You’re not gonna shoot me?
No, he said.
He waited then, the dart gun remaining in his lap. He could see almost nothing beyond the fire, only a blur of snow that ended in absolute darkness, and out of that darkness Rick materialized like a ghost, a wet snowman shaking with cold, his face a pale mask. If he still had the pistol, it could not be seen. Instead, there was only the figure of the man, tattered and freezing, his eyes sunken in his head.
Bill lifted the dart gun to his shoulder and fired.
Rick said a single word, No, and raised his hand. The dart hit him mid-thigh, the red feathers like a strange flower that had sprouted there. Rick looked down and tried to pull it away but his hands did not seem to work and the dart wobbled and finally fell loose.
What the fuck was that? Rick stuttered.
Just a warning, he said.
Fuck you, Rick said, but he kept moving forward, his steps stumbling. What the fuck was that, man? A fucking dart? His words seemed to slur through his frozen face.
That’s exactly what it was.
What the fuck? Rick said. He staggered forward and then
crumbled — half sitting, half falling — to the snow by the fire. His teeth were chattering so loud that they sounded like a child’s wind-up toy. You said you weren’t gonna shoot me.
I’m not anymore, he said. He set the dart gun beside him in the snow.
Fuck, Rick said.
Stop talking.
Snowflakes continued to fall beyond the light of the fire. He watched them come. His name was in the air, although he did not think Rick had said anything at all. It moved as if vaporized, as if it had become the snowflakes that fell above the flames, breaking back into water, then vapor, then disappearing entirely as if they had been pressed by heat alone to return to the ether from which they had come.
I’m so tired, Rick said.
Yeah?
Aren’t you?
No.
What was in that dart?
Ketamine.
What did you do, man? Rick said. What the fuck did you do?
I’m taking care of my people.
And now Rick laughed, a long weird braying that seemed, midway through its run, to slow down, to shift lower, as if the world was spinning apart.
You need to know something, Bill said. My uncle took that safe to a guy he knew in Spokane the day after I got here. He figured out the combination.
Rick did not answer for a long time, only staring at him. Then he said, slowly, I fucking knew it. His voice slurred out like a drunkard. His eyes slipped closed and then opened again. How much?
About three grand is all.
Where is it?
The guy who cracked it took a cut and I paid off Johnny Aguirre and there just wasn’t much left after that. Couple hundred.
You still should’ve sent it to my mom.
I wanted to.
So why didn’t you?
He exhaled. Then he said, When I paid off Johnny, that guy Mike asked me if I wanted to make another bet for old time’s sake.
Rick just looked at him, eyes sunken, face still coated in snow.
I thought about your mom all the time. I got a little money when my uncle died but by then she was already gone.
You should have just told me, Rick said, his voice a mess of slurring syllables.
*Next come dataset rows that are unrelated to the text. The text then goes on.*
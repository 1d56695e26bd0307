//! SSH Configuration

use std::path::PathBuf;
use std::time::Duration;

use serde::{Deserialize, Serialize};

/// SSH connection configuration
#[derive(Debug, Clone, Serialize, Deserialize)]
pub struct SshConfig {
    /// Remote host address
    pub host: String,

    /// SSH port (default: 22)
    #[serde(default = "default_port")]
    pub port: u16,

    /// Username for authentication
    pub username: String,

    /// Authentication method
    pub auth: AuthMethod,

    /// Connection timeout in seconds
    #[serde(default = "default_timeout")]
    pub timeout_secs: u64,

    /// Per-command deadline applied by `execute`; `None` waits for the
    /// remote output stream to end no matter how long it takes.
    #[serde(default, skip_serializing_if = "Option::is_none")]
    pub exec_timeout_secs: Option<u64>,

    /// Strict host key checking (default: false)
    /// - true: reject connections to hosts missing from known_hosts
    /// - false: learn unknown hosts, still reject changed keys
    #[serde(default)]
    pub strict_host_key_checking: bool,

    /// known_hosts file to check and learn into (default: ~/.ssh/known_hosts)
    #[serde(default, skip_serializing_if = "Option::is_none")]
    pub known_hosts_file: Option<PathBuf>,
}

/// Authentication methods supported
#[derive(Clone, Serialize, Deserialize)]
#[serde(tag = "type", rename_all = "snake_case")]
pub enum AuthMethod {
    /// Password authentication
    Password { password: String },

    /// SSH key authentication
    Key {
        /// Path to private key file
        key_path: String,
        /// Optional passphrase for encrypted keys
        passphrase: Option<String>,
    },
}

impl AuthMethod {
    pub fn password(password: impl Into<String>) -> Self {
        Self::Password {
            password: password.into(),
        }
    }

    pub fn key(key_path: impl Into<String>, passphrase: Option<String>) -> Self {
        Self::Key {
            key_path: key_path.into(),
            passphrase,
        }
    }
}

// Secrets stay out of logs
impl std::fmt::Debug for AuthMethod {
    fn fmt(&self, f: &mut std::fmt::Formatter<'_>) -> std::fmt::Result {
        match self {
            AuthMethod::Password { .. } => f.write_str("Password { .. }"),
            AuthMethod::Key { key_path, .. } => f
                .debug_struct("Key")
                .field("key_path", key_path)
                .finish_non_exhaustive(),
        }
    }
}

impl SshConfig {
    pub fn new(host: impl Into<String>, username: impl Into<String>, auth: AuthMethod) -> Self {
        Self {
            host: host.into(),
            username: username.into(),
            auth,
            ..Default::default()
        }
    }

    pub fn connect_timeout(&self) -> Duration {
        Duration::from_secs(self.timeout_secs)
    }

    pub fn exec_timeout(&self) -> Option<Duration> {
        self.exec_timeout_secs.map(Duration::from_secs)
    }
}

fn default_port() -> u16 {
    22
}

fn default_timeout() -> u64 {
    30
}

impl Default for SshConfig {
    fn default() -> Self {
        Self {
            host: String::new(),
            port: 22,
            username: String::new(),
            auth: AuthMethod::Password {
                password: String::new(),
            },
            timeout_secs: 30,
            exec_timeout_secs: None,
            strict_host_key_checking: false,
            known_hosts_file: None,
        }
    }
}
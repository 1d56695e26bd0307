//! Transport seams
//!
//! The exec layer only needs two capabilities from an SSH connection: open a
//! fresh session channel, and drive one command on it. Both are traits so the
//! layers above (listing, transfer, quick actions) can run against scripted
//! channels in tests.

use async_trait::async_trait;
use russh::client::Msg;
use russh::{Channel, ChannelMsg};
use tracing::debug;

use super::error::SshError;
use super::handle_owner::{HandleController, PingResult};

/// What the remote side sent on an exec channel, reduced to what the exec
/// layer cares about.
#[derive(Debug, Clone, PartialEq, Eq)]
pub enum ChannelEvent {
    /// A chunk of stdout
    Stdout(Vec<u8>),
    /// A chunk of stderr (extended data type 1)
    Stderr(Vec<u8>),
    /// The server accepted the exec request
    ExecAccepted,
    /// The server refused the exec request
    ExecRejected,
    ExitStatus(u32),
    ExitSignal(String),
    /// Remote end of output
    Eof,
    /// Channel closed by the remote
    Close,
}

/// One exec-capable channel.
#[async_trait]
pub trait ExecChannel: Send {
    /// Request execution of `command` on this channel.
    async fn exec(&mut self, command: &str) -> Result<(), SshError>;

    /// Next event, or `None` once the channel is gone.
    async fn next_event(&mut self) -> Option<ChannelEvent>;

    /// Signal end of input. Best-effort.
    async fn send_eof(&mut self);

    /// Close the channel. Best-effort.
    async fn close(&mut self);
}

/// An authenticated connection able to hand out exec channels.
#[async_trait]
pub trait Transport: Send + Sync {
    async fn open_exec_channel(&self) -> Result<Box<dyn ExecChannel>, SshError>;

    /// Keepalive probe
    async fn ping(&self) -> PingResult;

    /// Tear the connection down. Must be safe to call more than once.
    async fn shutdown(&self);

    fn is_alive(&self) -> bool;
}

#[async_trait]
impl ExecChannel for Channel<Msg> {
    async fn exec(&mut self, command: &str) -> Result<(), SshError> {
        Channel::exec(self, true, command)
            .await
            .map_err(|e| SshError::ExecRejected(e.to_string()))
    }

    async fn next_event(&mut self) -> Option<ChannelEvent> {
        loop {
            let event = match self.wait().await? {
                ChannelMsg::Data { data } => ChannelEvent::Stdout(data.to_vec()),
                ChannelMsg::ExtendedData { data, ext: 1 } => ChannelEvent::Stderr(data.to_vec()),
                ChannelMsg::Success => ChannelEvent::ExecAccepted,
                ChannelMsg::Failure => ChannelEvent::ExecRejected,
                ChannelMsg::ExitStatus { exit_status } => ChannelEvent::ExitStatus(exit_status),
                ChannelMsg::ExitSignal { signal_name, .. } => {
                    ChannelEvent::ExitSignal(format!("{:?}", signal_name))
                }
                ChannelMsg::Eof => ChannelEvent::Eof,
                ChannelMsg::Close => ChannelEvent::Close,
                _ => {
                    // WindowAdjusted and friends
                    continue;
                }
            };
            return Some(event);
        }
    }

    async fn send_eof(&mut self) {
        if let Err(e) = self.eof().await {
            debug!("EOF on exec channel not delivered: {}", e);
        }
    }

    async fn close(&mut self) {
        if let Err(e) = Channel::close(self).await {
            debug!("Close on exec channel not delivered: {}", e);
        }
    }
}

#[async_trait]
impl Transport for HandleController {
    async fn open_exec_channel(&self) -> Result<Box<dyn ExecChannel>, SshError> {
        let channel = self.open_session_channel().await?;
        Ok(Box::new(channel))
    }

    async fn ping(&self) -> PingResult {
        HandleController::ping(self).await
    }

    async fn shutdown(&self) {
        self.disconnect().await;
    }

    fn is_alive(&self) -> bool {
        self.is_connected()
    }
}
Bill looked at him for a moment, at his glassy, unfocused eyes. I made something for myself here, he said. And you were gonna fuck it up. I just wanted you to go away. I thought you’d just give up and go home if I gave you the safe.
Ha, Rick said, deadpan. Bad bet.
Turned out that way.
Rick was silent, staring now into the flames, and when he spoke again his voice was like a long single word mashed to pieces: Man, he said, you’ve always been the survivor. Even when we were kids.
Bill sat forward now. That’s not true at all, he said. His voice sounded loud in the little cave. You were. Not me. You.
Oh yeah? Well, look at us now, my friend. Look at us now. His voice trailed off and after a moment his body slumped to the side in the firelight.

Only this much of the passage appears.